Everything from the top of the data below through the line with "through the scan." should be duplicated exactly, and nothing past it.

════════════════

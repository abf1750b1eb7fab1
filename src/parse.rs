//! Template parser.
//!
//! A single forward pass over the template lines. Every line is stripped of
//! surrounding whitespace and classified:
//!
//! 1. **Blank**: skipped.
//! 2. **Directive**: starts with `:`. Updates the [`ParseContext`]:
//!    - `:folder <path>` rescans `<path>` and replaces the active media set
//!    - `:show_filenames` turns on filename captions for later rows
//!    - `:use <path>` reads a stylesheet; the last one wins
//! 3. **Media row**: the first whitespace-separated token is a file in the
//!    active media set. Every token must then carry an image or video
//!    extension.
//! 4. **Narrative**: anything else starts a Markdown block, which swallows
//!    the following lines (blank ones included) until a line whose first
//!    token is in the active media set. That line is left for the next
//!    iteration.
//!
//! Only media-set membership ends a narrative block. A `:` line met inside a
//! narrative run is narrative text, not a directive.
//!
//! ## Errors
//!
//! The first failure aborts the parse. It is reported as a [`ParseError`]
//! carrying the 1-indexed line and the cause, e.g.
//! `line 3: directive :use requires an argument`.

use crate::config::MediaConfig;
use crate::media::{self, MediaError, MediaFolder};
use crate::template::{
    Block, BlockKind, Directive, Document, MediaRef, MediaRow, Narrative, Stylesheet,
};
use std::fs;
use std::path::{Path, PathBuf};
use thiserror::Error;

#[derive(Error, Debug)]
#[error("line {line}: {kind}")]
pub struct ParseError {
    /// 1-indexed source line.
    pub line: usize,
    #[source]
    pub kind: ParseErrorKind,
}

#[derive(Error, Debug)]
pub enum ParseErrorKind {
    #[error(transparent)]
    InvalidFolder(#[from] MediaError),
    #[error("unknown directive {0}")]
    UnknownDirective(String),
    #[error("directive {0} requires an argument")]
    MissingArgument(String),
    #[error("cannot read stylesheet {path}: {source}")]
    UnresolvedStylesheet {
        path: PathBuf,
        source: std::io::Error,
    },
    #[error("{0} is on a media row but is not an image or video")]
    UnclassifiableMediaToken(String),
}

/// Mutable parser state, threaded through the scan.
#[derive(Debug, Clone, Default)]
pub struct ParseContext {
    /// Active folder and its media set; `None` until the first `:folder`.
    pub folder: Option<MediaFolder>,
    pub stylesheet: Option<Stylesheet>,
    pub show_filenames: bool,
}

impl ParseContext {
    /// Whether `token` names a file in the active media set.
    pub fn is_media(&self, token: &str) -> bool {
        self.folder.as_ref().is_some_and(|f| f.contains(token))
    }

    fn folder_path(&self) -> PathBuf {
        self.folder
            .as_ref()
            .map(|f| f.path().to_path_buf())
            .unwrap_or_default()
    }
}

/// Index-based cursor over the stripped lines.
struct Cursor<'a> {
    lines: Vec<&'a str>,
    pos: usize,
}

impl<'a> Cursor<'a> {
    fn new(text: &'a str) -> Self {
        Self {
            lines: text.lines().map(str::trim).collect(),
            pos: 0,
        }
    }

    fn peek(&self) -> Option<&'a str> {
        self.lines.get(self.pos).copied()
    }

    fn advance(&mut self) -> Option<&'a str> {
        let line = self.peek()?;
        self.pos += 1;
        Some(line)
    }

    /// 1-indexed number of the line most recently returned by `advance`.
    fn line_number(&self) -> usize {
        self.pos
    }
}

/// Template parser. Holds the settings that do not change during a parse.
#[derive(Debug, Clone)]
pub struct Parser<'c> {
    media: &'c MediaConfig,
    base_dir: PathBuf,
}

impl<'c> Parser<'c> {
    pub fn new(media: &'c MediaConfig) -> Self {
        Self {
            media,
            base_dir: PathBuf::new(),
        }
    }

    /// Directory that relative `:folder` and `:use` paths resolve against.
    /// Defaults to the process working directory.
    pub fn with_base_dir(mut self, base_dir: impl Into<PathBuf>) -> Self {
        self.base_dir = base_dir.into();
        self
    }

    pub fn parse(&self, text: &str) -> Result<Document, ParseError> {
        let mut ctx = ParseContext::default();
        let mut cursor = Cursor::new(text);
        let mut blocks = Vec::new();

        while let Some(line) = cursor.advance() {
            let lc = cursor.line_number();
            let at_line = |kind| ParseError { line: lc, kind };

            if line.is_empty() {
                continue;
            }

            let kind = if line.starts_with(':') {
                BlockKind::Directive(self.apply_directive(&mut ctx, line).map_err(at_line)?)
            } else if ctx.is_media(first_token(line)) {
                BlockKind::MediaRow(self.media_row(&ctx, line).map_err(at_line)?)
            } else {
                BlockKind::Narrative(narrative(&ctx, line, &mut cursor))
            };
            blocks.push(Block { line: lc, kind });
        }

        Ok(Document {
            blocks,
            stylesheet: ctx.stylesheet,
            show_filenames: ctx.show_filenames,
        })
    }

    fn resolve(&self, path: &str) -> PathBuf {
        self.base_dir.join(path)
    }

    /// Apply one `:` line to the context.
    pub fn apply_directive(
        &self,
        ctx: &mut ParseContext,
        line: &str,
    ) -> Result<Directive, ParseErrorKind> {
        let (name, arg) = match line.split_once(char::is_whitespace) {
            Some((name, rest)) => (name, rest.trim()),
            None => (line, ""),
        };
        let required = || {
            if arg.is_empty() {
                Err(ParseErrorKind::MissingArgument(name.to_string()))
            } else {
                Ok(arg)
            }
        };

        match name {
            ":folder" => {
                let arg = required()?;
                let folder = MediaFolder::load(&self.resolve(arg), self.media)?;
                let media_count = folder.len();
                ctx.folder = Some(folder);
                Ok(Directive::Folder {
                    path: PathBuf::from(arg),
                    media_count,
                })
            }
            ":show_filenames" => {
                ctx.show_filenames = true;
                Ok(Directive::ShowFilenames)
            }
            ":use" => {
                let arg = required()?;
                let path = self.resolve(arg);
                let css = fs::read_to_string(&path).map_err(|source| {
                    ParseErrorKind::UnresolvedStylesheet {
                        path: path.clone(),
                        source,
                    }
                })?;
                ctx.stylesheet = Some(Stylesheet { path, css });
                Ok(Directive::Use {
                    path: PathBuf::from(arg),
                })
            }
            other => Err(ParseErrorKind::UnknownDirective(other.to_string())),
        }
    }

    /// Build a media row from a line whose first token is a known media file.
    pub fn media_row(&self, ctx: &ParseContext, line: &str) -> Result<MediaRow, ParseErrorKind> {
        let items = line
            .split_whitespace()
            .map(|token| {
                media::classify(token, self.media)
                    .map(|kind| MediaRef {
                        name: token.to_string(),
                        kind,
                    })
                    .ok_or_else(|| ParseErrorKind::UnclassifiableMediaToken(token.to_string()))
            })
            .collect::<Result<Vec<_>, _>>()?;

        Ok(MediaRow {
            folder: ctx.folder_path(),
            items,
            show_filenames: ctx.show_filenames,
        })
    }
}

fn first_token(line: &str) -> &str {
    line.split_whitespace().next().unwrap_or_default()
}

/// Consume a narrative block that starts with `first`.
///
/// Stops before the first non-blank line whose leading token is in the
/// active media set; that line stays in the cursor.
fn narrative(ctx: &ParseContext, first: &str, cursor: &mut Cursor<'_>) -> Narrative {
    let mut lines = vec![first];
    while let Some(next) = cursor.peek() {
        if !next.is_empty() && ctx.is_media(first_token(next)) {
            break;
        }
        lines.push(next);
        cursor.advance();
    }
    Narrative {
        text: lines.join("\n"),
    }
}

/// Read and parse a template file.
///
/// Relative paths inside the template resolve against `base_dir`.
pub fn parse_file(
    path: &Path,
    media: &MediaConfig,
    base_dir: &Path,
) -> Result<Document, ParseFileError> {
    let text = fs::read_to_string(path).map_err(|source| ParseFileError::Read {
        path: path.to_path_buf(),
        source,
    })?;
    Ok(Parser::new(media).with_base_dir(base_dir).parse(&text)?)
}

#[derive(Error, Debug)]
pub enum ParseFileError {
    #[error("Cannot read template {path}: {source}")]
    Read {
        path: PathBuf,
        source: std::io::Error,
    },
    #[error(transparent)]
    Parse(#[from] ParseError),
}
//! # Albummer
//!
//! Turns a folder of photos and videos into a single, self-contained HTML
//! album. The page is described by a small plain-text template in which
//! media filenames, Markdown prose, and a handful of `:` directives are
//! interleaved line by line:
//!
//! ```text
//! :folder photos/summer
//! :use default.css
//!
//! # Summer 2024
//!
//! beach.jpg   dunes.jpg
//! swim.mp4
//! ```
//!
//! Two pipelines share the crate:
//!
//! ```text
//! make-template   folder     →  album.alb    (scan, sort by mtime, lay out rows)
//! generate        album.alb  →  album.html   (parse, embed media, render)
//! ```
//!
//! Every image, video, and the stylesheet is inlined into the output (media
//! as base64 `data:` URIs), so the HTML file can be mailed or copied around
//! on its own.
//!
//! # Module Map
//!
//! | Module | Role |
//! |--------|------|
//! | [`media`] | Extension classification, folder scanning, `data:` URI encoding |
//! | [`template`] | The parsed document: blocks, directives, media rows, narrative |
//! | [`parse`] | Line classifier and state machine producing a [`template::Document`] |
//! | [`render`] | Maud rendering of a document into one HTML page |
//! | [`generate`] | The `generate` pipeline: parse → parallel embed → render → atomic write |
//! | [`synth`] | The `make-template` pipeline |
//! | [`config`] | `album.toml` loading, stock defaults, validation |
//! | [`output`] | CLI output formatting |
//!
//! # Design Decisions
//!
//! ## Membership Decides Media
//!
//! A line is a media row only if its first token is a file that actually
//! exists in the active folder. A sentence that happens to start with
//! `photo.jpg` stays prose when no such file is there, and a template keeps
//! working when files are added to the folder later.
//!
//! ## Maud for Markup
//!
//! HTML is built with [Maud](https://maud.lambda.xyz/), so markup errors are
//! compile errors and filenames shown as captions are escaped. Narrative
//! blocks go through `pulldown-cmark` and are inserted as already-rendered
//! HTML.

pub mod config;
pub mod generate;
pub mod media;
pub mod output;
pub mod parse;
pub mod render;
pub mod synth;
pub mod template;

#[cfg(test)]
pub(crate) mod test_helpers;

════════════════

* **WRITTEN ANSWER**
repository abf1750b1eb7fab1
filename src/parse.rs
//! Template parser.
//!
//! A single forward pass over the template lines. Every line is stripped of
//! surrounding whitespace and classified:
//!
//! 1. **Blank**: skipped.
//! 2. **Directive**: starts with `:`. Updates the [`ParseContext`]:
//!    - `:folder <path>` rescans `<path>` and replaces the active media set
//!    - `:show_filenames` turns on filename captions for later rows
//!    - `:use <path>` reads a stylesheet; the last one wins
//! 3. **Media row**: the first whitespace-separated token is a file in the
//!    active media set. Every token must then carry an image or video
//!    extension.
//! 4. **Narrative**: anything else starts a Markdown block, which swallows
//!    the following lines (blank ones included) until a line whose first
//!    token is in the active media set. That line is left for the next
//!    iteration.
//!
//! Only media-set membership ends a narrative block. A `:` line met inside a
//! narrative run is narrative text, not a directive.
//!
//! ## Errors
//!
//! The first failure aborts the parse. It is reported as a [`ParseError`]
//! carrying the 1-indexed line and the cause, e.g.
//! `line 3: directive :use requires an argument`.

use crate::config::MediaConfig;
use crate::media::{self, MediaError, MediaFolder};
use crate::template::{
    Block, BlockKind, Directive, Document, MediaRef, MediaRow, Narrative, Stylesheet,
};
use std::fs;
use std::path::{Path, PathBuf};
use thiserror::Error;

#[derive(Error, Debug)]
#[error("line {line}: {kind}")]
pub struct ParseError {
    /// 1-indexed source line.
    pub line: usize,
    #[source]
    pub kind: ParseErrorKind,
}

#[derive(Error, Debug)]
pub enum ParseErrorKind {
    #[error(transparent)]
    InvalidFolder(#[from] MediaError),
    #[error("unknown directive {0}")]
    UnknownDirective(String),
    #[error("directive {0} requires an argument")]
    MissingArgument(String),
    #[error("cannot read stylesheet {path}: {source}")]
    UnresolvedStylesheet {
        path: PathBuf,
        source: std::io::Error,
    },
    #[error("{0} is on a media row but is not an image or video")]
    UnclassifiableMediaToken(String),
}

/// Mutable parser state, threaded through the scan.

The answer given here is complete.